In patients for whom surgery is not considered suitable, current evidence on the efficacy and safety of low‑energy contact X‑ray brachytherapy (CXB; the Papillon technique) for early‑stage rectal cancer is adequate to support the use of this procedure, provided that normal arrangements are in place for clinical governance, consent and audit.
In patients for whom surgery is considered suitable, but who choose not to have an operation, the evidence on safety is adequate but the evidence on efficacy is inadequate. Therefore this procedure should only be used for these patients with special arrangements for clinical governance, consent and audit or research.
Clinicians wishing to do low‑energy CXB in patients for whom surgery is considered suitable, but who choose not to have an operation, should take the following actions:
Inform the clinical governance leads in their NHS trusts.
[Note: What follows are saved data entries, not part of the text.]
//! Command dispatch for the Event Manager.
//!
//! The [`Router`] owns the module and connection registries and interprets
//! each command frame. Outputs produced by module invocations are routed by
//! a bounded fan-out, delivering to local modules directly and queueing
//! `RemoteOutput` frames for remote Event Managers.

mod entries;
mod errors;
mod fanout;
mod handler;
mod outputs;
mod router;

pub use self::errors::{DispatchError, OutputBatchError};
pub(crate) use self::handler::DispatchConnectionHandler;
pub use self::outputs::{Output, decode_output_batch};
pub use self::router::{Delivery, Dispatch, FollowUp, Forward, Router};

const DISPATCH_TARGET: &str = concat!(env!("CARGO_PKG_NAME"), "::dispatch");
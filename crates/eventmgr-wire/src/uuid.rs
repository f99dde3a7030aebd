//! Secure-module UUIDs as carried by `LoadModule`.

use std::fmt;

use crate::cursor::{Cursor, CursorError};

/// Encoded size of a [`ModuleUuid`].
pub const UUID_LEN: usize = 16;

/// 128-bit secure-module identifier in the TEE field layout.
#[derive(Debug, Clone, Copy, PartialEq, Eq, Hash)]
pub struct ModuleUuid {
    /// First 32-bit field.
    pub time_low: u32,
    /// Second 16-bit field.
    pub time_mid: u16,
    /// Third 16-bit field.
    pub time_hi_and_version: u16,
    /// Trailing eight bytes.
    pub clock_seq_and_node: [u8; 8],
}

impl ModuleUuid {
    /// Decodes the next 16 bytes of `cursor` as a big-endian UUID.
    pub fn read(cursor: &mut Cursor<'_>) -> Result<Self, CursorError> {
        let raw: [u8; UUID_LEN] = cursor.read_array()?;
        Ok(Self::from_bytes(raw))
    }

    /// Builds a UUID from its 16-byte network representation.
    #[must_use]
    pub const fn from_bytes(raw: [u8; UUID_LEN]) -> Self {
        let [t0, t1, t2, t3, m0, m1, h0, h1, clock_seq_and_node @ ..] = raw;
        Self {
            time_low: u32::from_be_bytes([t0, t1, t2, t3]),
            time_mid: u16::from_be_bytes([m0, m1]),
            time_hi_and_version: u16::from_be_bytes([h0, h1]),
            clock_seq_and_node,
        }
    }

    /// Network representation of the UUID.
    #[must_use]
    pub const fn to_bytes(&self) -> [u8; UUID_LEN] {
        let [t0, t1, t2, t3] = self.time_low.to_be_bytes();
        let [m0, m1] = self.time_mid.to_be_bytes();
        let [h0, h1] = self.time_hi_and_version.to_be_bytes();
        let [c0, c1, c2, c3, c4, c5, c6, c7] = self.clock_seq_and_node;
        [
            t0, t1, t2, t3, m0, m1, h0, h1, c0, c1, c2, c3, c4, c5, c6, c7,
        ]
    }

    /// File name the image is installed under, e.g.
    /// `8aaaf200-2450-11e4-abe2-0002a5d5c51b.ta`.
    #[must_use]
    pub fn image_file_name(&self) -> String {
        format!("{self}.ta")
    }
}

impl fmt::Display for ModuleUuid {
    fn fmt(&self, formatter: &mut fmt::Formatter<'_>) -> fmt::Result {
        let [c0, c1, n0, n1, n2, n3, n4, n5] = self.clock_seq_and_node;
        write!(
            formatter,
            "{:08x}-{:04x}-{:04x}-{c0:02x}{c1:02x}-{n0:02x}{n1:02x}{n2:02x}{n3:02x}{n4:02x}{n5:02x}",
            self.time_low, self.time_mid, self.time_hi_and_version,
        )
    }
}
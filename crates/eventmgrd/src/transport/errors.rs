//! Error types for socket listener operations.

use std::io;
use std::net::SocketAddr;

use eventmgr_config::SocketResolveError;
use thiserror::Error;

/// Errors surfaced while binding or running the socket listener.
#[derive(Debug, Error)]
pub enum ListenerError {
    /// The configured endpoint did not resolve.
    #[error("failed to resolve listen endpoint: {source}")]
    Resolve {
        /// Resolver error.
        #[source]
        source: SocketResolveError,
    },
    /// Binding the resolved address failed.
    #[error("failed to bind TCP listener at {addr}: {source}")]
    BindTcp {
        /// Address being bound.
        addr: SocketAddr,
        /// Underlying IO error.
        #[source]
        source: io::Error,
    },
    /// The listener could not be switched to non-blocking accepts.
    #[error("failed to enable non-blocking listener: {source}")]
    NonBlocking {
        /// Underlying IO error.
        #[source]
        source: io::Error,
    },
    /// The accept loop panicked.
    #[error("listener thread panicked")]
    ThreadPanic,
}
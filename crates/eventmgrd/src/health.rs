//! Structured health reporting for daemon lifecycle events.

use std::sync::Arc;

use eventmgr_config::Config;

use crate::backend::BackendError;
use crate::bootstrap::BootstrapError;
use crate::registry::ModuleSession;

const HEALTH_TARGET: &str = concat!(env!("CARGO_PKG_NAME"), "::health");

/// Observer trait used to surface lifecycle events to telemetry sinks.
pub trait HealthReporter: Send + Sync {
    /// Invoked before configuration loading begins.
    fn bootstrap_starting(&self);

    /// Invoked after bootstrap completes successfully.
    fn bootstrap_succeeded(&self, config: &Config);

    /// Invoked when bootstrap fails.
    fn bootstrap_failed(&self, error: &BootstrapError);

    /// Invoked after a module has been installed and registered.
    fn module_loaded(&self, module: &ModuleSession);

    /// Invoked when installing a module fails.
    fn module_load_failed(&self, module_id: u16, error: &BackendError);

    /// Invoked after a reset dropped every session and route.
    fn registries_reset(&self, modules: usize, connections: usize);
}

impl<T> HealthReporter for Arc<T>
where
    T: HealthReporter,
{
    fn bootstrap_starting(&self) {
        (**self).bootstrap_starting();
    }

    fn bootstrap_succeeded(&self, config: &Config) {
        (**self).bootstrap_succeeded(config);
    }

    fn bootstrap_failed(&self, error: &BootstrapError) {
        (**self).bootstrap_failed(error);
    }

    fn module_loaded(&self, module: &ModuleSession) {
        (**self).module_loaded(module);
    }

    fn module_load_failed(&self, module_id: u16, error: &BackendError) {
        (**self).module_load_failed(module_id, error);
    }

    fn registries_reset(&self, modules: usize, connections: usize) {
        (**self).registries_reset(modules, connections);
    }
}

/// Default reporter that records lifecycle events using `tracing`.
#[derive(Debug, Default, Clone, Copy)]
pub struct StructuredHealthReporter;

impl StructuredHealthReporter {
    /// Builds a new reporter.
    #[must_use]
    pub const fn new() -> Self {
        Self
    }
}

impl HealthReporter for StructuredHealthReporter {
    fn bootstrap_starting(&self) {
        tracing::info!(
            target: HEALTH_TARGET,
            event = "bootstrap_starting",
            "starting event manager bootstrap"
        );
    }

    fn bootstrap_succeeded(&self, config: &Config) {
        tracing::info!(
            target: HEALTH_TARGET,
            event = "bootstrap_succeeded",
            listen = %config.listen(),
            module_dir = %config.module_dir(),
            max_hops = config.max_hops(),
            log_filter = %config.log_filter(),
            log_format = %config.log_format(),
            "event manager bootstrap completed"
        );
    }

    fn bootstrap_failed(&self, error: &BootstrapError) {
        tracing::error!(
            target: HEALTH_TARGET,
            event = "bootstrap_failed",
            error = %error,
            "event manager bootstrap failed"
        );
    }

    fn module_loaded(&self, module: &ModuleSession) {
        tracing::info!(
            target: HEALTH_TARGET,
            event = "module_loaded",
            module_id = module.module_id,
            uuid = %module.uuid,
            session = %module.session,
            "module loaded"
        );
    }

    fn module_load_failed(&self, module_id: u16, error: &BackendError) {
        tracing::error!(
            target: HEALTH_TARGET,
            event = "module_load_failed",
            module_id,
            error = %error,
            "module failed to load"
        );
    }

    fn registries_reset(&self, modules: usize, connections: usize) {
        tracing::info!(
            target: HEALTH_TARGET,
            event = "registries_reset",
            modules,
            connections,
            "module and connection registries cleared"
        );
    }
}
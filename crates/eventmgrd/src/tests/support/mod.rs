//! Test doubles and harnesses shared by the behavioural suites.

mod backend;
mod config_loader;
mod forwarder;
mod harness;
mod reporter;

pub use backend::{Invocation, ScriptedBackend, ScriptedReply};
pub use config_loader::{FailingConfigLoader, TestConfigLoader};
pub use forwarder::RecordingForwarder;
pub use harness::{Harness, sample_uuid};
pub use reporter::{HealthEvent, RecordingHealthReporter};
//! Typed parameter slots passed to an invocation.

/// Number of parameter slots in every [`Operation`].
pub const PARAM_COUNT: usize = 4;

/// One invocation parameter. The variant fixes the direction.
#[derive(Debug, Clone, Default, PartialEq, Eq)]
pub enum Param {
    /// Unused slot.
    #[default]
    None,
    /// Pair of integers, readable and writable by the module.
    Value {
        /// First integer.
        a: u32,
        /// Second integer.
        b: u32,
    },
    /// Buffer read by the module.
    Input(Vec<u8>),
    /// Buffer of fixed capacity written by the module.
    Output(Vec<u8>),
    /// Buffer read and rewritten by the module.
    InOut(Vec<u8>),
}

impl Param {
    /// Bytes of a buffer parameter.
    #[must_use]
    pub fn bytes(&self) -> Option<&[u8]> {
        match self {
            Self::Input(bytes) | Self::Output(bytes) | Self::InOut(bytes) => Some(bytes),
            Self::None | Self::Value { .. } => None,
        }
    }

    /// Writable bytes of an output or in/out parameter.
    pub fn writable(&mut self) -> Option<&mut Vec<u8>> {
        match self {
            Self::Output(bytes) | Self::InOut(bytes) => Some(bytes),
            Self::None | Self::Value { .. } | Self::Input(_) => None,
        }
    }

    /// Integers of a value parameter.
    #[must_use]
    pub const fn value(&self) -> Option<(u32, u32)> {
        match self {
            Self::Value { a, b } => Some((*a, *b)),
            _ => None,
        }
    }
}

/// Parameters of a single invocation.
#[derive(Debug, Clone, Default, PartialEq, Eq)]
pub struct Operation {
    params: [Param; PARAM_COUNT],
}

impl Operation {
    /// Builds an operation from its four slots.
    #[must_use]
    pub const fn new(params: [Param; PARAM_COUNT]) -> Self {
        Self { params }
    }

    /// Slot at `index`, if in range.
    #[must_use]
    pub fn param(&self, index: usize) -> Option<&Param> {
        self.params.get(index)
    }

    /// Mutable slot at `index`, if in range.
    pub fn param_mut(&mut self, index: usize) -> Option<&mut Param> {
        self.params.get_mut(index)
    }

    /// All slots in order.
    #[must_use]
    pub const fn params(&self) -> &[Param; PARAM_COUNT] {
        &self.params
    }

    /// Consumes the operation, returning its slots.
    #[must_use]
    pub fn into_params(self) -> [Param; PARAM_COUNT] {
        self.params
    }
}
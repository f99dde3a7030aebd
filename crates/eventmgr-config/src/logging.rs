use serde::{Deserialize, Serialize};
use strum::{Display, EnumString};

/// How the daemon renders its log records.
#[derive(
    Debug, Clone, Copy, Default, Deserialize, Serialize, PartialEq, Eq, EnumString, Display,
)]
#[serde(rename_all = "snake_case")]
#[strum(serialize_all = "snake_case", ascii_case_insensitive)]
pub enum LogFormat {
    /// One JSON object per record, for log shippers.
    #[default]
    Json,
    /// Single-line human readable records.
    Compact,
}

/// Error returned when a [`LogFormat`] cannot be parsed.
pub type LogFormatParseError = strum::ParseError;
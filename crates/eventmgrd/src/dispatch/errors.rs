//! Error types for command dispatch failures.
//!
//! Every [`DispatchError`] answers the client with exactly one result code,
//! see [`DispatchError::result_code`]. Framing failures never reach this
//! layer; the transport drops the connection for those.

use eventmgr_wire::{CursorError, Opcode, PayloadError, ResultCode};
use thiserror::Error;

use crate::backend::BackendError;

/// Reasons an output batch returned by a module cannot be decoded.
#[derive(Debug, Error, Clone, Copy, PartialEq, Eq)]
pub enum OutputBatchError {
    /// The module reported more outputs than the buffers can hold.
    #[error("module reported {count} outputs, limit is {limit}")]
    TooManyOutputs {
        /// Reported count.
        count: u32,
        /// Accepted maximum.
        limit: usize,
    },
    /// A result buffer was missing from the operation.
    #[error("operation slot {slot} does not hold a buffer")]
    MissingBuffer {
        /// Parameter slot index.
        slot: usize,
    },
    /// The connection id array ended early.
    #[error("connection id array truncated: {0}")]
    ConnIds(#[source] CursorError),
    /// A ciphertext chunk ran past the data buffer.
    #[error("ciphertext chunk {index} overruns the data buffer: {source}")]
    Chunk {
        /// Position of the chunk in the batch.
        index: usize,
        /// Underlying cursor error.
        #[source]
        source: CursorError,
    },
    /// The tag array ended early.
    #[error("tag array truncated: {0}")]
    Tags(#[source] CursorError),
}

/// Errors surfaced while dispatching a command.
#[derive(Debug, Error)]
pub enum DispatchError {
    /// The payload does not match the command's layout.
    #[error("illegal payload: {0}")]
    IllegalPayload(#[from] PayloadError),

    /// No module is registered under the requested id.
    #[error("module {module_id} is not loaded")]
    UnknownModule {
        /// Requested module id.
        module_id: u16,
    },

    /// A user payload does not fit the data buffer.
    #[error("request of {len} bytes exceeds the {limit}-byte data buffer")]
    RequestTooLarge {
        /// Payload length.
        len: usize,
        /// Data buffer capacity.
        limit: usize,
    },

    /// The backend refused an installation or invocation.
    #[error("backend failure: {0}")]
    Backend(#[from] BackendError),

    /// Output fan-out performed the maximum number of local deliveries.
    #[error("output fan-out exceeded {limit} local deliveries")]
    HopLimitExceeded {
        /// Configured bound.
        limit: u32,
    },

    /// A module returned outputs that cannot be decoded.
    #[error("malformed output batch: {0}")]
    MalformedOutputBatch(#[from] OutputBatchError),

    /// The command is recognised but not served by this daemon.
    #[error("{opcode} is not supported")]
    Unsupported {
        /// Refused opcode.
        opcode: Opcode,
    },

    /// Internal error (e.g., lock poisoned).
    #[error("internal error: {message}")]
    Internal {
        /// Description of the failure.
        message: String,
    },
}

impl DispatchError {
    /// Result code reported to the client for this error.
    #[must_use]
    pub const fn result_code(&self) -> ResultCode {
        match self {
            Self::IllegalPayload(_) => ResultCode::IllegalPayload,
            Self::UnknownModule { .. } | Self::RequestTooLarge { .. } => ResultCode::BadRequest,
            Self::Backend(_)
            | Self::HopLimitExceeded { .. }
            | Self::MalformedOutputBatch(_)
            | Self::Unsupported { .. }
            | Self::Internal { .. } => ResultCode::InternalError,
        }
    }

    /// Creates an internal error.
    pub fn internal(message: impl Into<String>) -> Self {
        Self::Internal {
            message: message.into(),
        }
    }
}
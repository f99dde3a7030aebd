//! Command payload layouts.
//!
//! Each payload type parses from the bytes of a [`crate::CommandFrame`]
//! through a [`Cursor`] and encodes back to the same layout. Trailing bytes
//! after a fixed-size layout are ignored.

use std::net::Ipv4Addr;

use thiserror::Error;

use crate::cursor::{Cursor, CursorError};
use crate::uuid::{ModuleUuid, UUID_LEN};

/// Authentication tag length.
pub const TAG_LEN: usize = 16;

/// Longest ciphertext a single output can carry.
pub const MAX_CIPHERTEXT_LEN: usize = u8::MAX as usize;

/// Encoded size of an `AddConnection` payload.
pub const ADD_CONNECTION_LEN: usize = 11;

/// Size of the `LoadModule` header preceding the image.
pub const LOAD_HEADER_LEN: usize = 2 + UUID_LEN;

/// Associated data length of `SetKey`.
pub const SET_KEY_AD_LEN: usize = 7;

/// Associated data (nonce) length of `Disable`.
pub const DISABLE_AD_LEN: usize = 2;

/// Ciphertext length of `Disable`.
pub const DISABLE_CIPHER_LEN: usize = 2;

/// Authentication tag attached to every encrypted output.
pub type Tag = [u8; TAG_LEN];

/// Payload parse failures. All of them answer `IllegalPayload`.
#[derive(Debug, Error, Clone, Copy, PartialEq, Eq)]
pub enum PayloadError {
    /// A field ran past the end of the payload.
    #[error("payload too short: {0}")]
    Short(#[from] CursorError),
    /// The remainder cannot hold a tag.
    #[error("{len} bytes cannot hold a 16-byte tag")]
    MissingTag {
        /// Remainder length.
        len: usize,
    },
    /// A ciphertext is longer than an output chunk can describe.
    #[error("ciphertext of {len} bytes exceeds 255 bytes")]
    CiphertextTooLong {
        /// Ciphertext length.
        len: usize,
    },
}

/// Routing entry announced by `AddConnection`.
#[derive(Debug, Clone, Copy, PartialEq, Eq)]
pub struct AddConnection {
    /// Connection identifier outputs are addressed to.
    pub conn_id: u16,
    /// Module that receives the output, locally or on the remote node.
    pub target_module: u16,
    /// Whether the target module runs on this node.
    pub is_local: bool,
    /// Remote Event Manager port.
    pub remote_port: u16,
    /// Remote Event Manager address.
    pub remote_address: Ipv4Addr,
}

impl AddConnection {
    /// Parses `[conn_id][target_module][is_local][remote_port][remote_address]`.
    pub fn parse(payload: &[u8]) -> Result<Self, PayloadError> {
        let mut cursor = Cursor::new(payload);
        Ok(Self {
            conn_id: cursor.read_u16_be()?,
            target_module: cursor.read_u16_be()?,
            is_local: cursor.read_u8()? != 0,
            remote_port: cursor.read_u16_be()?,
            remote_address: Ipv4Addr::from(cursor.read_array::<4>()?),
        })
    }

    /// Encodes the payload.
    #[must_use]
    pub fn encode(&self) -> Vec<u8> {
        let mut out = Vec::with_capacity(ADD_CONNECTION_LEN);
        out.extend_from_slice(&self.conn_id.to_be_bytes());
        out.extend_from_slice(&self.target_module.to_be_bytes());
        out.push(u8::from(self.is_local));
        out.extend_from_slice(&self.remote_port.to_be_bytes());
        out.extend_from_slice(&self.remote_address.octets());
        out
    }
}

/// Header of a `LoadModule` payload.
#[derive(Debug, Clone, Copy, PartialEq, Eq)]
pub struct LoadModuleHeader {
    /// Local identifier the module is registered under.
    pub module_id: u16,
    /// Identifier the secure world knows the module by.
    pub uuid: ModuleUuid,
}

impl LoadModuleHeader {
    /// Splits a `LoadModule` payload into its header and image bytes.
    pub fn parse(payload: &[u8]) -> Result<(Self, &[u8]), PayloadError> {
        let mut cursor = Cursor::new(payload);
        let header = Self {
            module_id: cursor.read_u16_be()?,
            uuid: ModuleUuid::read(&mut cursor)?,
        };
        Ok((header, cursor.read_remainder()))
    }

    /// Encodes the header followed by `image`.
    #[must_use]
    pub fn encode_with(&self, image: &[u8]) -> Vec<u8> {
        let mut out = Vec::with_capacity(LOAD_HEADER_LEN.saturating_add(image.len()));
        out.extend_from_slice(&self.module_id.to_be_bytes());
        out.extend_from_slice(&self.uuid.to_bytes());
        out.extend_from_slice(image);
        out
    }
}

/// Entry point selected by a `CallEntrypoint` index.
#[derive(Debug, Clone, Copy, PartialEq, Eq)]
pub enum Entry {
    /// Provision a connection key.
    SetKey,
    /// Answer an attestation challenge.
    Attest,
    /// Disable the module.
    Disable,
    /// Module-defined entry point.
    User(u16),
}

impl Entry {
    /// Maps a wire index to an entry.
    #[must_use]
    pub const fn from_index(index: u16) -> Self {
        match index {
            0 => Self::SetKey,
            1 => Self::Attest,
            2 => Self::Disable,
            other => Self::User(other),
        }
    }

    /// Wire index of the entry.
    #[must_use]
    pub const fn index(self) -> u16 {
        match self {
            Self::SetKey => 0,
            Self::Attest => 1,
            Self::Disable => 2,
            Self::User(index) => index,
        }
    }
}

/// `CallEntrypoint` payload with entry-specific arguments left unparsed.
#[derive(Debug, Clone, Copy, PartialEq, Eq)]
pub struct EntryCall<'a> {
    /// Module to invoke.
    pub module_id: u16,
    /// Entry point to invoke.
    pub entry: Entry,
    /// Remaining bytes, interpreted per entry.
    pub args: &'a [u8],
}

impl<'a> EntryCall<'a> {
    /// Parses `[module_id][entry_index][args]`.
    pub fn parse(payload: &'a [u8]) -> Result<Self, PayloadError> {
        let mut cursor = Cursor::new(payload);
        let module_id = cursor.read_u16_be()?;
        let entry = Entry::from_index(cursor.read_u16_be()?);
        Ok(Self {
            module_id,
            entry,
            args: cursor.read_remainder(),
        })
    }

    /// Encodes the payload.
    #[must_use]
    pub fn encode(&self) -> Vec<u8> {
        let mut out = Vec::with_capacity(self.args.len().saturating_add(4));
        out.extend_from_slice(&self.module_id.to_be_bytes());
        out.extend_from_slice(&self.entry.index().to_be_bytes());
        out.extend_from_slice(self.args);
        out
    }
}

/// Arguments of the `SetKey` entry.
#[derive(Debug, Clone, Copy, PartialEq, Eq)]
pub struct SetKeyArgs {
    /// Encryption type, connection id, io id and nonce.
    pub associated_data: [u8; SET_KEY_AD_LEN],
    /// Encrypted key.
    pub cipher: [u8; TAG_LEN],
    /// Tag over the key and associated data.
    pub tag: Tag,
}

impl SetKeyArgs {
    /// Parses `[associated_data:7][cipher:16][tag:16]`.
    pub fn parse(args: &[u8]) -> Result<Self, PayloadError> {
        let mut cursor = Cursor::new(args);
        Ok(Self {
            associated_data: cursor.read_array()?,
            cipher: cursor.read_array()?,
            tag: cursor.read_array()?,
        })
    }

    /// Encodes the arguments.
    #[must_use]
    pub fn encode(&self) -> Vec<u8> {
        [&self.associated_data[..], &self.cipher, &self.tag].concat()
    }
}

/// Arguments of the `Attest` entry.
#[derive(Debug, Clone, Copy, PartialEq, Eq)]
pub struct AttestArgs<'a> {
    /// Challenge to be authenticated by the module.
    pub challenge: &'a [u8],
}

impl<'a> AttestArgs<'a> {
    /// Parses `[challenge_len:u16][challenge]`.
    pub fn parse(args: &'a [u8]) -> Result<Self, PayloadError> {
        let mut cursor = Cursor::new(args);
        let len = cursor.read_u16_be()?;
        Ok(Self {
            challenge: cursor.read_exact(usize::from(len))?,
        })
    }

    /// Encodes the arguments; `None` if the challenge exceeds `u16::MAX` bytes.
    #[must_use]
    pub fn encode(&self) -> Option<Vec<u8>> {
        let len = u16::try_from(self.challenge.len()).ok()?;
        Some([&len.to_be_bytes()[..], self.challenge].concat())
    }
}

/// Arguments of the `Disable` entry.
#[derive(Debug, Clone, Copy, PartialEq, Eq)]
pub struct DisableArgs {
    /// Nonce.
    pub nonce: [u8; DISABLE_AD_LEN],
    /// Encrypted command.
    pub cipher: [u8; DISABLE_CIPHER_LEN],
    /// Tag over nonce and cipher.
    pub tag: Tag,
}

impl DisableArgs {
    /// Parses `[nonce:2][cipher:2][tag:16]`.
    pub fn parse(args: &[u8]) -> Result<Self, PayloadError> {
        let mut cursor = Cursor::new(args);
        Ok(Self {
            nonce: cursor.read_array()?,
            cipher: cursor.read_array()?,
            tag: cursor.read_array()?,
        })
    }

    /// Encodes the arguments.
    #[must_use]
    pub fn encode(&self) -> Vec<u8> {
        [&self.nonce[..], &self.cipher, &self.tag].concat()
    }
}

/// Encrypted output travelling between Event Managers.
#[derive(Debug, Clone, Copy, PartialEq, Eq)]
pub struct RemoteOutput<'a> {
    /// Module that handles the output on the receiving node.
    pub module_id: u16,
    /// Connection the output belongs to.
    pub conn_id: u16,
    /// Ciphertext, at most [`MAX_CIPHERTEXT_LEN`] bytes.
    pub ciphertext: &'a [u8],
    /// Authentication tag.
    pub tag: Tag,
}

impl<'a> RemoteOutput<'a> {
    /// Parses `[module_id][conn_id][ciphertext][tag:16]`; the tag is the
    /// final sixteen bytes.
    pub fn parse(payload: &'a [u8]) -> Result<Self, PayloadError> {
        let mut cursor = Cursor::new(payload);
        let module_id = cursor.read_u16_be()?;
        let conn_id = cursor.read_u16_be()?;
        let rest = cursor.read_remainder();
        let (ciphertext, tag) = rest
            .split_last_chunk::<TAG_LEN>()
            .ok_or(PayloadError::MissingTag { len: rest.len() })?;
        if ciphertext.len() > MAX_CIPHERTEXT_LEN {
            return Err(PayloadError::CiphertextTooLong {
                len: ciphertext.len(),
            });
        }
        Ok(Self {
            module_id,
            conn_id,
            ciphertext,
            tag: *tag,
        })
    }

    /// Encodes the payload.
    #[must_use]
    pub fn encode(&self) -> Vec<u8> {
        let mut out = Vec::with_capacity(4 + self.ciphertext.len() + TAG_LEN);
        out.extend_from_slice(&self.module_id.to_be_bytes());
        out.extend_from_slice(&self.conn_id.to_be_bytes());
        out.extend_from_slice(self.ciphertext);
        out.extend_from_slice(&self.tag);
        out
    }
}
Ensure that patients and their carers understand the alternative options for treatment and the uncertainty about this procedure's efficacy and provide them with clear written information. In addition, the use of NICE's information for the public is recommended.
Patient selection should be done by a colorectal cancer multidisciplinary team, including a clinical oncologist and a colorectal surgeon with expertise in local excision techniques.
Clinicians should enter details about all patients having low‑energy CXB for early‑stage rectal cancer onto the contact X-ray brachytherapy database. Clinical outcomes should also be reviewed locally.
NICE encourages further research into low‑energy CXB for early‑stage rectal cancer. Research should clearly describe details of patient selection and treatment intent. It should document adjunctive treatments and subsequent procedures. Outcomes should include local recurrence, survival, disease‑free survival and quality of life. NICE may update the guidance on publication of further evidence.